Conwy County Borough covering the Aberconwy district and the neighbouring Colwyn district from Clwyd.
"Caernarfonshire and Merionethshire" () (a county) covering the Arfon, Dwyfor, and Meirionnydd districts.
During the transition to the new system, the shadow authority elected for the latter requested a change of name from "Caernarfonshire and Merionethshire" to "Gwynedd". The government confirmed the change with effect from 2 April 1996, one day after the new council came into being.

Since 1996, Gwynedd has therefore been a single-tier principal area, covering a smaller area than the pre-1996 county of the same name.

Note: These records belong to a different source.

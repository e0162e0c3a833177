use super::client::{ApiClient, ApiError};
use crate::models::{ActionResponse, DeviceConfig};

impl ApiClient {
    /// Get the device configuration
    pub async fn get_device_config(&self) -> Result<DeviceConfig, ApiError> {
        self.get("/config").await
    }

    /// Send a test push notification through the backend
    pub async fn send_test_push(&self) -> Result<ActionResponse, ApiError> {
        self.post("/test-push-notification", &serde_json::json!({}))
            .await
    }

    /// Send a test alert email through the backend
    pub async fn send_test_email(&self) -> Result<ActionResponse, ApiError> {
        self.post("/test-email", &serde_json::json!({})).await
    }
}
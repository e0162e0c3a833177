use leptos::*;

use crate::state::use_dashboard;
use crate::view::StatusView;

/// Tank gauge and the latest reading's details
#[component]
pub fn TankCard() -> impl IntoView {
    let ctx = use_dashboard();
    let status = move || ctx.with(|s| s.status.clone());
    let battery_low = move || ctx.with(|s| s.battery_low);

    view! {
        <div class="card tank-card">
            <h3>"Water Tank"</h3>
            {move || match status() {
                Some(current) => view! { <TankGauge status=current battery_low=Signal::derive(battery_low) /> }.into_view(),
                None => view! { <div class="no-data">"No reading available yet"</div> }.into_view(),
            }}
        </div>
    }
}

#[component]
fn TankGauge(status: StatusView, battery_low: Signal<bool>) -> impl IntoView {
    let container_class = format!("tank-container {}", status.tier.css_class());
    let fill_style = format!("height: {}%", status.fill_height);

    view! {
        <div class=container_class>
            <div class="tank">
                <div class="water-fill" style=fill_style></div>
                <span class="fill-text">{status.fill_text.clone()}"%"</span>
            </div>
        </div>
        <div class="status-grid">
            <StatusItem label="Water Level" value=status.water_level.clone() />
            <StatusItem label="Volume" value=status.gallons.clone() />
            <StatusItem label="Sensor Distance" value=status.distance.clone() />
            <StatusItem label="WiFi Signal" value=status.wifi_rssi.clone() />
            <div class="status-item">
                <span class="status-label">"Battery"</span>
                <span class=move || if battery_low.get() { "status-value battery low" } else { "status-value battery" }>
                    {status.battery.text().to_string()}
                </span>
            </div>
        </div>
        <div class="last-update">"Last update: " {status.updated_at.clone()}</div>
    }
}

#[component]
fn StatusItem(label: &'static str, value: String) -> impl IntoView {
    view! {
        <div class="status-item">
            <span class="status-label">{label}</span>
            <span class="status-value">{value}</span>
        </div>
    }
}
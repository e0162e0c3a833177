use leptos::*;

use crate::state::use_dashboard;

use super::alerts::{AlertsModal, RecentAlertsCard};
use super::history::HistoryModal;
use super::tank_card::TankCard;

/// Dashboard page component
#[component]
pub fn Dashboard() -> impl IntoView {
    let ctx = use_dashboard();

    let force_reading = move |_| ctx.run(|c| async move { c.force_reading().await });
    let show_history = move |_| ctx.run(|c| async move { c.load_history().await });

    view! {
        <div class="dashboard">
            <div class="dashboard-actions">
                <button class="action-button" on:click=force_reading>"Take Reading"</button>
                <button class="action-button" on:click=show_history>"View History"</button>
            </div>
            <div class="dashboard-grid">
                <TankCard />
                <RecentAlertsCard />
            </div>
            <HistoryModal />
            <AlertsModal />
        </div>
    }
}
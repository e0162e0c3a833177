mod alerts;
mod dashboard;
mod history;
mod tank_card;

pub use dashboard::Dashboard;
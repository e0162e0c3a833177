use leptos::*;
use wasm_bindgen::prelude::*;

pub mod api;
mod app;
pub mod browser;
mod components;
pub mod config;
pub mod controller;
pub mod models;
pub mod state;
pub mod view;

/// WASM entry point - called when the WASM module loads
#[wasm_bindgen(start)]
pub fn main() {
    // Set up panic hook for better error messages in WASM
    console_error_panic_hook::set_once();

    // Initialize logging
    _ = console_log::init_with_level(log::Level::Debug);

    log::info!("Starting Well Tank Monitor");

    // Mount the app to the document body
    mount_to_body(|| view! { <app::App /> });
}
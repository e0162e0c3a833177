pub mod context;
pub mod dashboard;
pub mod notifications;
pub mod poller;

pub use context::{provide_dashboard_context, use_dashboard, Controller, DashboardContext};
pub use dashboard::DashboardState;
pub use notifications::{
    BrowserPermissionPrompt, NotificationToggle, PermissionOutcome, PermissionPrompt,
};
pub use poller::{run_poll_loop, PollHandle};
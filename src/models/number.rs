//! Lenient numeric fields: `null` reads as zero, integers accept any JSON number

use serde::{Deserialize, Deserializer};

pub(crate) fn zero_if_null<'de, D>(deserializer: D) -> Result<f64, D::Error>
where
    D: Deserializer<'de>,
{
    Ok(Option::<f64>::deserialize(deserializer)?.unwrap_or_default())
}

pub(crate) fn rounded_or_zero<'de, D>(deserializer: D) -> Result<i32, D::Error>
where
    D: Deserializer<'de>,
{
    Ok(Option::<f64>::deserialize(deserializer)?
        .map(|v| v.round() as i32)
        .unwrap_or_default())
}
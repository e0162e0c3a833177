pub mod alerts;
pub mod client;
pub mod settings;
pub mod status;

pub use client::{ApiClient, ApiError};

use async_trait::async_trait;

use crate::models::{
    ActionResponse, AlertRecord, AlertSystemStatus, DeviceConfig, ForceReadingResponse,
    HistoryPoint, StatusSnapshot, ToggleResponse,
};

/// Backend operations the dashboard controller depends on.
///
/// Futures are `?Send` because everything runs on the browser's single thread.
#[async_trait(?Send)]
pub trait TankApi {
    async fn current_status(&self) -> Result<StatusSnapshot, ApiError>;

    async fn force_reading(&self) -> Result<ForceReadingResponse, ApiError>;

    async fn history(&self) -> Result<Vec<HistoryPoint>, ApiError>;

    async fn alerts(&self, cache_bust: i64) -> Result<Vec<AlertRecord>, ApiError>;

    async fn alert_system_status(&self) -> Result<AlertSystemStatus, ApiError>;

    async fn toggle_alert_system(&self) -> Result<ToggleResponse, ApiError>;

    async fn device_config(&self) -> Result<DeviceConfig, ApiError>;

    async fn test_push_notification(&self) -> Result<ActionResponse, ApiError>;

    async fn test_email(&self) -> Result<ActionResponse, ApiError>;
}

#[async_trait(?Send)]
impl TankApi for ApiClient {
    async fn current_status(&self) -> Result<StatusSnapshot, ApiError> {
        self.get_current_status().await
    }

    async fn force_reading(&self) -> Result<ForceReadingResponse, ApiError> {
        ApiClient::force_reading(self).await
    }

    async fn history(&self) -> Result<Vec<HistoryPoint>, ApiError> {
        self.get_history().await
    }

    async fn alerts(&self, cache_bust: i64) -> Result<Vec<AlertRecord>, ApiError> {
        self.get_alerts(cache_bust).await
    }

    async fn alert_system_status(&self) -> Result<AlertSystemStatus, ApiError> {
        self.get_alert_system_status().await
    }

    async fn toggle_alert_system(&self) -> Result<ToggleResponse, ApiError> {
        ApiClient::toggle_alert_system(self).await
    }

    async fn device_config(&self) -> Result<DeviceConfig, ApiError> {
        self.get_device_config().await
    }

    async fn test_push_notification(&self) -> Result<ActionResponse, ApiError> {
        self.send_test_push().await
    }

    async fn test_email(&self) -> Result<ActionResponse, ApiError> {
        self.send_test_email().await
    }
}
use leptos::*;

use crate::state::{use_dashboard, BrowserPermissionPrompt, NotificationToggle};
use crate::view::settings::{EnhancedSection, UsageSection};

use super::setting_row::{ActionButton, SettingRow};

/// Settings page component
#[component]
pub fn Settings() -> impl IntoView {
    let ctx = use_dashboard();

    let refresh = move |_| {
        ctx.run(|c| async move {
            c.load_config().await;
            c.load_alert_status().await;
        });
    };

    view! {
        <div class="settings-page">
            <div class="settings-header">
                <h2>"Device Settings"</h2>
                <button class="refresh-button" on:click=refresh>
                    "Refresh"
                </button>
            </div>

            <div class="settings-grid">
                <DeviceConfigCard />
                <AlertSystemCard />
                <NotificationsCard />
            </div>
        </div>
    }
}

#[component]
fn DeviceConfigCard() -> impl IntoView {
    let ctx = use_dashboard();
    let fields = move || ctx.with(|s| s.settings.fields.clone());
    let enhanced = move || ctx.with(|s| s.settings.enhanced.clone());
    let usage = move || ctx.with(|s| s.settings.usage.clone());

    view! {
        <div class="settings-card">
            <div class="settings-section">
                <h4>"Device Configuration"</h4>
                {move || match fields() {
                    Some(fields) => view! {
                        <SettingRow label="Device IP" value=fields.device_ip />
                        <SettingRow label="Alert Threshold" value=fields.alert_threshold />
                        <SettingRow label="Alert Cooldown" value=fields.alert_cooldown />
                        <SettingRow label="Firebase" value=fields.firebase_status />
                    }
                    .into_view(),
                    None => view! { <div class="loading">"Loading settings..."</div> }.into_view(),
                }}
            </div>
            {move || enhanced().map(|section| view! { <EnhancedThresholds section=section /> })}
            {move || usage().map(|section| view! { <UsageStatistics section=section /> })}
        </div>
    }
}

#[component]
fn EnhancedThresholds(section: EnhancedSection) -> impl IntoView {
    view! {
        <div class="settings-section">
            <h4>"Alert Thresholds"</h4>
            <SettingRow label="Low Level" value=section.low_level />
            <SettingRow label="Critical Level" value=section.critical_level />
            <SettingRow label="Emergency Level" value=section.emergency_level />
            <SettingRow label="Rapid Drop" value=section.rapid_drop />
            <SettingRow label="Email Alerts" value=section.email_alerts />
        </div>
    }
}

#[component]
fn UsageStatistics(section: UsageSection) -> impl IntoView {
    view! {
        <div class="settings-section">
            <h4>"Usage Statistics"</h4>
            <SettingRow label="Usage Rate" value=section.usage_rate />
            <SettingRow label="Days Remaining" value=section.days_remaining />
        </div>
    }
}

#[component]
fn AlertSystemCard() -> impl IntoView {
    let ctx = use_dashboard();
    let display = move || ctx.with(|s| s.alert_system);

    let toggle = Callback::new(move |_: ()| {
        ctx.run(|c| async move { c.toggle_alert_system().await });
    });

    view! {
        <div class="settings-card">
            <div class="settings-section">
                <h4>"Alert System"</h4>
                <div class="setting-item">
                    <span class="setting-label">"Status"</span>
                    <span class=move || display().status_class()>
                        {move || display().status_text()}
                    </span>
                </div>
                {move || view! {
                    <ActionButton
                        label=display().toggle_label()
                        disabled=Signal::derive(move || display().toggle_disabled())
                        on_press=toggle
                    />
                }}
            </div>
        </div>
    }
}

#[component]
fn NotificationsCard() -> impl IntoView {
    let ctx = use_dashboard();
    let toggle = move || ctx.with(|s| s.notifications);

    let on_change = move |ev: web_sys::Event| {
        let checked = event_target_checked(&ev);
        ctx.run(move |c| async move {
            c.set_notifications_enabled(checked, &BrowserPermissionPrompt)
                .await
        });
    };

    let subscribe = Callback::new(move |_: ()| ctx.controller().subscribe_to_notifications());
    let test_push = Callback::new(move |_: ()| {
        ctx.run(|c| async move { c.send_test_push().await });
    });
    let test_email = Callback::new(move |_: ()| {
        ctx.run(|c| async move { c.send_test_email().await });
    });

    view! {
        <div class="settings-card">
            <div class="settings-section">
                <h4>"Notifications"</h4>
                <label class="setting-item checkbox">
                    <input
                        type="checkbox"
                        prop:checked=move || toggle().checked()
                        disabled=move || toggle() == NotificationToggle::PendingPermission
                        on:change=on_change
                    />
                    <span class="setting-label">"Enable browser notifications"</span>
                </label>
                <ActionButton
                    label="Subscribe to Alerts"
                    disabled=Signal::derive(move || !toggle().subscribe_available())
                    on_press=subscribe
                />
                <ActionButton label="Send Test Push" disabled=false on_press=test_push />
                <ActionButton label="Send Test Email" disabled=false on_press=test_email />
            </div>
        </div>
    }
}
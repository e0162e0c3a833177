use serde::{Deserialize, Serialize};

use super::RawTimestamp;

/// Alert record stored by the backend
#[derive(Debug, Clone, Default, PartialEq, Serialize, Deserialize)]
pub struct AlertRecord {
    #[serde(default)]
    pub id: Option<String>,
    #[serde(rename = "type", default)]
    pub alert_type: Option<String>,
    #[serde(default)]
    pub severity: Option<String>,
    #[serde(default)]
    pub timestamp: Option<RawTimestamp>,
    #[serde(default)]
    pub previous_level: Option<f64>,
    #[serde(default)]
    pub current_level: Option<f64>,
    #[serde(default)]
    pub percent_change: Option<f64>,
    #[serde(default)]
    pub hours_remaining: Option<f64>,
    #[serde(default)]
    pub battery_voltage: Option<f64>,
    #[serde(default)]
    pub current_gallons: Option<f64>,
    #[serde(default)]
    pub previous_gallons: Option<f64>,
    #[serde(default)]
    pub usage_rate: Option<f64>,
    #[serde(default)]
    pub device_id: Option<String>,
}

impl AlertRecord {
    pub fn kind(&self) -> AlertKind {
        AlertKind::from_type(self.alert_type.as_deref())
    }

    /// True when the level went up between the two readings
    pub fn is_increase(&self) -> bool {
        self.current_level.unwrap_or(0.0) > self.previous_level.unwrap_or(0.0)
    }
}

/// Reason an alert was raised
#[derive(Debug, Clone, Copy, PartialEq, Eq)]
pub enum AlertKind {
    EmergencyLevel,
    CriticalLevel,
    LowLevel,
    RapidDrop,
    Predictive,
    LowBattery,
    /// Plain level change, also used for unrecognized types
    Change,
}

impl AlertKind {
    /// Map the wire `type` string; unknown or missing types are plain changes
    pub fn from_type(value: Option<&str>) -> Self {
        match value {
            Some("emergency_level") => Self::EmergencyLevel,
            Some("critical_level") => Self::CriticalLevel,
            Some("low_level") => Self::LowLevel,
            Some("rapid_drop") => Self::RapidDrop,
            Some("predictive") => Self::Predictive,
            Some("low_battery") => Self::LowBattery,
            _ => Self::Change,
        }
    }

    pub fn as_str(&self) -> &'static str {
        match self {
            Self::EmergencyLevel => "emergency_level",
            Self::CriticalLevel => "critical_level",
            Self::LowLevel => "low_level",
            Self::RapidDrop => "rapid_drop",
            Self::Predictive => "predictive",
            Self::LowBattery => "low_battery",
            Self::Change => "change",
        }
    }

    /// Predictive and battery alerts report gallons instead of a percent change
    pub fn reports_gallons(&self) -> bool {
        matches!(self, Self::Predictive | Self::LowBattery)
    }
}

#[cfg(test)]
mod tests {
    use super::*;

    #[test]
    fn maps_known_types() {
        for kind in [
            AlertKind::EmergencyLevel,
            AlertKind::CriticalLevel,
            AlertKind::LowLevel,
            AlertKind::RapidDrop,
            AlertKind::Predictive,
            AlertKind::LowBattery,
        ] {
            assert_eq!(AlertKind::from_type(Some(kind.as_str())), kind);
        }
    }

    #[test]
    fn unknown_and_missing_types_are_changes() {
        assert_eq!(AlertKind::from_type(None), AlertKind::Change);
        assert_eq!(AlertKind::from_type(Some("flood")), AlertKind::Change);
        assert_eq!(AlertKind::from_type(Some("change")), AlertKind::Change);
    }

    #[test]
    fn parses_type_field() {
        let json = r#"{
            "type": "predictive",
            "severity": "warning",
            "timestamp": {"seconds": 1700000000},
            "previous_level": 30.0,
            "current_level": 25.0,
            "percent_change": -5.0,
            "hours_remaining": 2.5,
            "current_gallons": 125
        }"#;
        let alert: AlertRecord = serde_json::from_str(json).unwrap();
        assert_eq!(alert.kind(), AlertKind::Predictive);
        assert_eq!(alert.hours_remaining, Some(2.5));
        assert!(!alert.is_increase());
    }

    #[test]
    fn legacy_change_record_without_type() {
        let json = r#"{"previous_level": 40.0, "current_level": 55.0, "percent_change": 15.0}"#;
        let alert: AlertRecord = serde_json::from_str(json).unwrap();
        assert_eq!(alert.kind(), AlertKind::Change);
        assert!(alert.is_increase());
    }
}
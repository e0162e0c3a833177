use std::future::Future;
use std::rc::Rc;

use leptos::*;

use crate::api::ApiClient;
use crate::browser;
use crate::config::DashboardConfig;
use crate::controller::DashboardController;
use crate::state::DashboardState;

pub type Controller = DashboardController<ApiClient>;

/// Shared handle to the controller plus a version signal bumped on every change
#[derive(Clone, Copy)]
pub struct DashboardContext {
    controller: StoredValue<Rc<Controller>>,
    version: ReadSignal<u64>,
}

impl DashboardContext {
    /// Read state reactively
    pub fn with<R>(&self, f: impl FnOnce(&DashboardState) -> R) -> R {
        self.version.with(|_| ());
        self.controller.with_value(|c| c.read(f))
    }

    pub fn controller(&self) -> Rc<Controller> {
        self.controller.get_value()
    }

    /// Run a controller action on the event loop
    pub fn run<F, Fut>(&self, action: F)
    where
        F: FnOnce(Rc<Controller>) -> Fut,
        Fut: Future<Output = ()> + 'static,
    {
        spawn_local(action(self.controller()));
    }
}

/// Build the controller and provide it to the app
/// Call this once at the root (in App)
pub fn provide_dashboard_context() -> DashboardContext {
    let config = DashboardConfig::from_env();
    let client = ApiClient::new(&config);
    let controller = Rc::new(DashboardController::new(
        client,
        config,
        browser::charts_supported(),
    ));

    let (version, set_version) = create_signal(0u64);
    controller.subscribe(move || set_version.update(|v| *v += 1));

    #[cfg(target_arch = "wasm32")]
    {
        use gloo_timers::callback::Timeout;

        let notice_ttl_ms = controller.config().notice_ttl_ms;
        let weak = Rc::downgrade(&controller);
        controller.on_notice(move |id| {
            let weak = weak.clone();
            Timeout::new(notice_ttl_ms, move || {
                if let Some(controller) = weak.upgrade() {
                    controller.dismiss_notice(id);
                }
            })
            .forget();
        });
    }

    let ctx = DashboardContext {
        controller: store_value(controller),
        version,
    };
    provide_context(ctx);
    ctx
}

/// Hook to access the dashboard context
pub fn use_dashboard() -> DashboardContext {
    use_context::<DashboardContext>()
        .expect("DashboardContext must be provided by a parent component")
}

Although the principal area is designated as a county, the council styles itself as "Gwynedd Council" rather than "Gwynedd County Council", the latter having been the style used by the pre-1996 upper-tier authority.

Second home controversy 
Controversy erupted in mid-winter 2001 when Seimon Glyn, Gwynedd Council's housing committee chairman and Plaid Cymru member,  voiced frustration over "English immigrants" moving into traditionally Welsh speaking communities.  Glyn was commenting on a report underscoring the dilemma of rocketing house prices outstripping what locals could pay, with the report warning that "...traditional Welsh communities could die out..." as a consequence.

In 2001 nearly a third of all purchases of properties in Gwynedd were by buyers from out of the county, with some communities reporting as many as a third of local homes used as holiday homes.  Holiday home owners typically spend less than six months of the year in the local community.

The issue of locals being priced out of the local housing market is common to many rural communities throughout Britain, but in Wales the added dimension of language further complicates the issue, as many new residents do not learn the Welsh language.

Concerned for the Welsh language under these pressures, Glyn said "Once you have more than 50% of anybody living in a community that speaks a foreign language, then you lose your indigenous tongue almost immediately". His comments attracted strong criticism of Plaid Cymru from other national parties.

By spring 2002 both the Snowdonia National Park (Welsh: Parc Cenedlaethol Eryri) and Pembrokeshire Coast National Park (Welsh: Parc Cenedlaethol Arfordir Penfro) authorities began limiting second home ownership within the parks, following the example set by Exmoor. According to planners in Snowdonia and Pembroke applicants for new homes must demonstrate a proven local need or the applicant must have strong links with the area.

Anti-Semitism accusations 
In 2014, the council passed a motion which called for a trade embargo with Israel and was subsequently accused of Anti-Semitism by the organisation Jewish Human Rights Watch. Jewish Human Rights Watch won the right to a judicial review of Cyngor Gwynedd's decision, but their claim was dismissed by the High Court in June 2016.

Llais Gwynedd
In 2008, Llais Gwynedd or Voice of Gwynedd, a regionalist pressure group won several seats on Gwynedd Council. It demanded an end to cutbacks in rural areas threatening schools, a relaxation of planning controls, action to provide rural employment and calls for more to be done to protect Gwynedd's "unique cultural, linguistic and social fabric". The group was represented on the council between 2008 and the 2022 election, when it lost all its seats.

Political control
 
The first election to the county council was held in 1973, initially operating as a shadow authority alongside the outgoing authorities before coming into its powers on 1 April 1974. A shadow authority was again elected in 1995 ahead of the reforms which came into force on 1 April 1996. Political control of the council since 1974 has been as follows:

Upper-tier county

Principal area

Leadership
The leaders of the council since 1996 have been:

Current composition 
As of 5 May 2022:

Party with majority control in bold

Elections
Since 2012, council elections have taken place every five years.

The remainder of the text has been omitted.